Publicado en La Nación el 1-3-17

A cuarenta años de la muerte del gran intelectual argentino, su hijo y colega repasa su pensamiento y su obra

"Antes de disgregarnos", tituló José Luis Romero el artículo publicado en noviembre de 1975 en el mensuario Redacción. Iniciaba así una serie de notas en las que la angustiada preocupación del ciudadano se combinaba con el "optimismo de largo plazo" del historiador, siempre capaz de encontrar un sentido en el caos.

Un poco antes, en julio de 1975, volcó estos encontrados sentimientos en una carta a su amigo René Balestra. El historiador –le dice- tiene una deformación profesional, que consiste en establecer los procesos en largo plazo. Las actitudes políticas, por el contrario, exigen una percepción de los procesos de corto plazo. Y quien se habitúa a manejarse en ciertos niveles de abstracción tiene, a veces, ciertas dificultades para ajustar las dos perspectivas. Creo que es esto lo que me pasa a mí.

Es cierto. Entre el historiador y el ciudadano hay una tensión constitutiva. Marc Bloch dijo que el historiador debe comprender y no juzgar; paradójicamente, esto lo escribió en 1941, cuando ya militaba en la Resistencia francesa, y poco antes de ser fusilado por los alemanes. No hay solución lógica para la disyuntiva. Donde el historiador encuentra tendencias y matices, el ciudadano tiene certezas e imperativos. El historiador percibe la relatividad de los valores y de las razones; el ciudadano actúa movido por una certeza moral. Ser hombre vivo e historiador es algo que conduce a una suerte de constante esquizofrenia, si, como yo, quiero vivir tanto la historia como la vida.
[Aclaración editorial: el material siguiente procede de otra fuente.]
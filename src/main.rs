use electron_release::cli::commands::{CliArgs, Commands, PlanArgs, RunArgs};
use electron_release::cli::output::OutputFormatter;
use electron_release::config::validate_log_level;
use electron_release::util::logging::{init_logging, parse_level, LoggingConfig};
use electron_release::{
    execute, ActionError, CommandRunner, DryRunRunner, Inputs, Platform, ProcessEnv,
    RealFileSystem, ReleasePlan, ShellRunner, ToolConfig, NAME, VERSION,
};

use clap::Parser;
use std::process;
use tracing::{debug, error, info, warn, Level};

fn main() {
    let args = CliArgs::parse();
    let tool_config = ToolConfig::from_env();
    init_logging_from_args(&args, &tool_config);

    debug!("{} v{} starting", NAME, VERSION);
    debug!("Arguments: {:?}", args);
    debug!("{}", tool_config);
    if let Err(e) = tool_config.validate() {
        warn!("{}", e);
    }
    if let Some(level) = &args.log_level {
        if let Err(e) = validate_log_level(level) {
            warn!("{}", e);
        }
    }

    let exit_code = match args.resolved_command() {
        Commands::Run(run_args) => handle_run(&run_args),
        Commands::Plan(plan_args) => handle_plan(&plan_args),
    };

    process::exit(exit_code);
}

fn init_logging_from_args(args: &CliArgs, tool_config: &ToolConfig) {
    let mut config = LoggingConfig::from_tool_config(tool_config);
    config.level = if let Some(level_str) = &args.log_level {
        parse_level(level_str)
    } else if args.verbose {
        Level::DEBUG
    } else if args.quiet {
        Level::ERROR
    } else {
        config.level
    };
    init_logging(config);
}

fn handle_run(args: &RunArgs) -> i32 {
    let platform = Platform::current();
    debug!("Detected platform: {}", platform);

    let runner: Box<dyn CommandRunner> = if args.dry_run {
        info!("Dry run: commands will be logged, not executed");
        Box::new(DryRunRunner)
    } else {
        Box::new(ShellRunner::new())
    };

    let inputs = Inputs::new(&ProcessEnv);
    match execute(platform, &inputs, &RealFileSystem::new(), runner.as_ref()) {
        Ok(plan) => {
            info!("Released for {} via {}", plan.platform, plan.provider);
            0
        }
        Err(e) => report_failure(&e),
    }
}

fn handle_plan(args: &PlanArgs) -> i32 {
    let inputs = Inputs::new(&ProcessEnv);
    let plan = match ReleasePlan::resolve(Platform::current(), &inputs, &RealFileSystem::new()) {
        Ok(plan) => plan,
        Err(e) => return report_failure(&ActionError::from(e)),
    };

    match OutputFormatter::new(args.format.into()).format_plan(&plan) {
        Ok(output) => {
            println!("{}", output);
            0
        }
        Err(e) => {
            eprintln!("{:#}", e);
            1
        }
    }
}

fn report_failure(err: &ActionError) -> i32 {
    error!("{}", err);
    eprintln!("{}", err);
    err.exit_code()
}
//! Target project inspection

use crate::fs::FileSystem;
use serde::Serialize;
use std::path::{Path, PathBuf};

pub const MANIFEST_FILE: &str = "package.json";
pub const NPM_LOCKFILE: &str = "package-lock.json";

/// What the action knows about the project directory. Computed once.
#[derive(Debug, Clone, PartialEq, Eq, Serialize)]
pub struct ProjectDescriptor {
    pub root: PathBuf,
    pub manifest_path: PathBuf,
    pub lockfile_path: PathBuf,
    pub has_manifest: bool,
    pub has_lockfile: bool,
}

impl ProjectDescriptor {
    pub fn inspect(root: &Path, fs: &dyn FileSystem) -> Self {
        let manifest_path = fs.join(root, MANIFEST_FILE);
        let lockfile_path = fs.join(root, NPM_LOCKFILE);

        Self {
            root: root.to_path_buf(),
            has_manifest: fs.exists(&manifest_path),
            has_lockfile: fs.exists(&lockfile_path),
            manifest_path,
            lockfile_path,
        }
    }
}
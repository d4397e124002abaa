//! npm / Yarn command dialects
//!
//! A `package-lock.json` next to the manifest means the dependency tree was
//! produced by npm. Everything else is driven through Yarn.

use crate::platform::Platform;
use crate::project::ProjectDescriptor;
use serde::Serialize;
use std::fmt;

const BUILDER: &str = "electron-builder";

#[derive(Debug, Clone, Copy, PartialEq, Eq, Serialize)]
#[serde(rename_all = "lowercase")]
pub enum PackageManager {
    Npm,
    Yarn,
}

impl PackageManager {
    pub fn select(project: &ProjectDescriptor) -> Self {
        if project.has_lockfile {
            PackageManager::Npm
        } else {
            PackageManager::Yarn
        }
    }

    pub fn display_name(&self) -> &'static str {
        match self {
            PackageManager::Npm => "NPM",
            PackageManager::Yarn => "Yarn",
        }
    }

    pub fn install_command(&self) -> &'static str {
        match self {
            PackageManager::Npm => "npm install",
            PackageManager::Yarn => "yarn",
        }
    }

    /// Prefix that runs a locally installed package binary.
    pub fn exec_prefix(&self) -> &'static str {
        match self {
            PackageManager::Npm => "npx --no-install",
            PackageManager::Yarn => "yarn run",
        }
    }

    pub fn build_command(&self, platform: Platform) -> String {
        format!(
            "{} {} --{} --publish always",
            self.exec_prefix(),
            BUILDER,
            platform.as_flag()
        )
    }
}

impl fmt::Display for PackageManager {
    fn fmt(&self, f: &mut fmt::Formatter<'_>) -> fmt::Result {
        f.write_str(self.display_name())
    }
}
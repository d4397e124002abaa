//! electron-release - build and publish Electron apps from CI
//!
//! The action reads its inputs from `INPUT_*` environment variables, exports
//! the credentials electron-builder expects, installs the project's
//! dependencies with npm or Yarn, and runs
//! `electron-builder --<platform> --publish always`.
//!
//! # Example Usage
//!
//! ```no_run
//! use electron_release::{execute, Inputs, Platform, ProcessEnv, RealFileSystem, ShellRunner};
//!
//! let inputs = Inputs::new(&ProcessEnv);
//! match execute(Platform::current(), &inputs, &RealFileSystem, &ShellRunner) {
//!     Ok(_) => {}
//!     Err(e) => {
//!         eprintln!("{}", e);
//!         std::process::exit(e.exit_code());
//!     }
//! }
//! ```
//!
//! # Project Structure
//!
//! - [`platform`]: host platform detection
//! - [`inputs`]: `INPUT_*` lookup and validation
//! - [`projection`]: environment variables handed to electron-builder
//! - [`project`] and [`package_manager`]: npm vs Yarn selection
//! - [`runner`]: external command execution
//! - [`action`]: the release pipeline

pub mod action;
pub mod cli;
pub mod config;
pub mod error;
pub mod fs;
pub mod inputs;
pub mod package_manager;
pub mod platform;
pub mod project;
pub mod projection;
pub mod runner;
pub mod util;

pub use action::{execute, run_action, PublishProvider, ReleasePlan};
pub use config::{ConfigError, ToolConfig};
pub use error::{ActionError, ValidationError};
pub use fs::{FileSystem, MockFileSystem, RealFileSystem};
pub use inputs::{InputName, InputSource, Inputs, MapSource, ProcessEnv};
pub use package_manager::PackageManager;
pub use platform::Platform;
pub use project::ProjectDescriptor;
pub use projection::EnvProjection;
pub use runner::{CommandRunner, DryRunRunner, ShellCommand, ShellRunner};
pub use util::{init_logging, LoggingConfig};

/// Library version
pub const VERSION: &str = env!("CARGO_PKG_VERSION");

/// Library name
pub const NAME: &str = env!("CARGO_PKG_NAME");

#[cfg(test)]
mod tests {
    use super::*;

    #[test]
    fn test_version_exists() {
        assert!(!VERSION.is_empty());
    }

    #[test]
    fn test_name() {
        assert_eq!(NAME, "electron-release");
    }
}
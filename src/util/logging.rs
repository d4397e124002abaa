//! Structured logging setup
//!
//! Logs go to stderr so that the console output of npm, Yarn and
//! electron-builder stays readable on stdout. Initialization happens once per
//! process; later calls are ignored.
//!
//! # Example
//!
//! ```no_run
//! use electron_release::util::logging::{init_logging, LoggingConfig};
//! use electron_release::ToolConfig;
//!
//! init_logging(LoggingConfig::from_tool_config(&ToolConfig::from_env()));
//!
//! tracing::info!("Application started");
//! ```

use crate::config::ToolConfig;
use std::env;
use std::sync::Once;
use tracing::Level;
use tracing_subscriber::{fmt, layer::SubscriberExt, util::SubscriberInitExt, EnvFilter};

static INIT: Once = Once::new();

const CRATE_TARGET: &str = "electron_release";

#[derive(Debug, Clone)]
pub struct LoggingConfig {
    /// Minimum log level to display
    pub level: Level,

    /// Use JSON output format
    pub use_json: bool,

    /// Include the module target (e.g., electron_release::action) in logs
    pub include_target: bool,

    /// Colorize output; defaults to whether stderr is a terminal
    pub ansi: bool,
}

impl Default for LoggingConfig {
    fn default() -> Self {
        Self {
            level: Level::INFO,
            use_json: false,
            include_target: false,
            ansi: atty::is(atty::Stream::Stderr),
        }
    }
}

impl LoggingConfig {
    pub fn from_tool_config(config: &ToolConfig) -> Self {
        Self {
            level: parse_level(&config.log_level),
            use_json: config.log_json,
            include_target: config.runner_debug,
            ..Default::default()
        }
    }
}

/// Parses a log level from a string, case-insensitively.
///
/// Unknown values fall back to `INFO`; reporting them is left to
/// [`crate::config::validate_log_level`].
///
/// ```
/// use electron_release::util::logging::parse_level;
/// use tracing::Level;
///
/// assert_eq!(parse_level("debug"), Level::DEBUG);
/// assert_eq!(parse_level("invalid"), Level::INFO);
/// ```
pub fn parse_level(level_str: &str) -> Level {
    match level_str.to_lowercase().as_str() {
        "trace" => Level::TRACE,
        "debug" => Level::DEBUG,
        "info" => Level::INFO,
        "warn" => Level::WARN,
        "error" => Level::ERROR,
        _ => Level::INFO,
    }
}

fn build_filter(level: Level) -> EnvFilter {
    let filter = EnvFilter::from_default_env();
    if env::var("RUST_LOG").is_ok() {
        return filter;
    }
    match format!("{}={}", CRATE_TARGET, level).parse() {
        Ok(directive) => filter.add_directive(directive),
        Err(_) => filter,
    }
}

pub fn init_logging(config: LoggingConfig) {
    INIT.call_once(|| {
        let filter = build_filter(config.level);

        if config.use_json {
            tracing_subscriber::registry()
                .with(filter)
                .with(
                    fmt::layer()
                        .json()
                        .with_target(config.include_target)
                        .with_writer(std::io::stderr),
                )
                .init();
        } else {
            tracing_subscriber::registry()
                .with(filter)
                .with(
                    fmt::layer()
                        .with_target(config.include_target)
                        .with_ansi(config.ansi)
                        .with_writer(std::io::stderr),
                )
                .init();
        }
    });
}
//! FileSystem trait definition

use std::path::{Path, PathBuf};

/// Abstraction over the existence checks the action performs.
///
/// Project files are never read; only their presence matters.
pub trait FileSystem {
    /// Check if a path exists
    fn exists(&self, path: &Path) -> bool;

    /// Join paths
    fn join(&self, base: &Path, path: &str) -> PathBuf {
        base.join(path)
    }
}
José Luis Romero había elaborado una forma singular de comprensión histórica. El tema reiterado de toda mi obra -le dice a Balestra- ha sido el de las relaciones entre las sociedades y las ideologías. Me apasionan los procesos sociales, pero en relación con las interpretaciones de la realidad y los proyectos o modelos que juegan en ellos. El complejo juego entre la realidad fáctica y las ideologías, mediado por las experiencias, las formas de vida y las mentalidades, está presente en sus trabajos iniciales sobre el mundo grecorromano y en su madura reconstrucción de "la revolución burguesa en el mundo feudal", cuyas proyecciones lo llevaron hasta la crisis de la cultura burguesa en el siglo XX.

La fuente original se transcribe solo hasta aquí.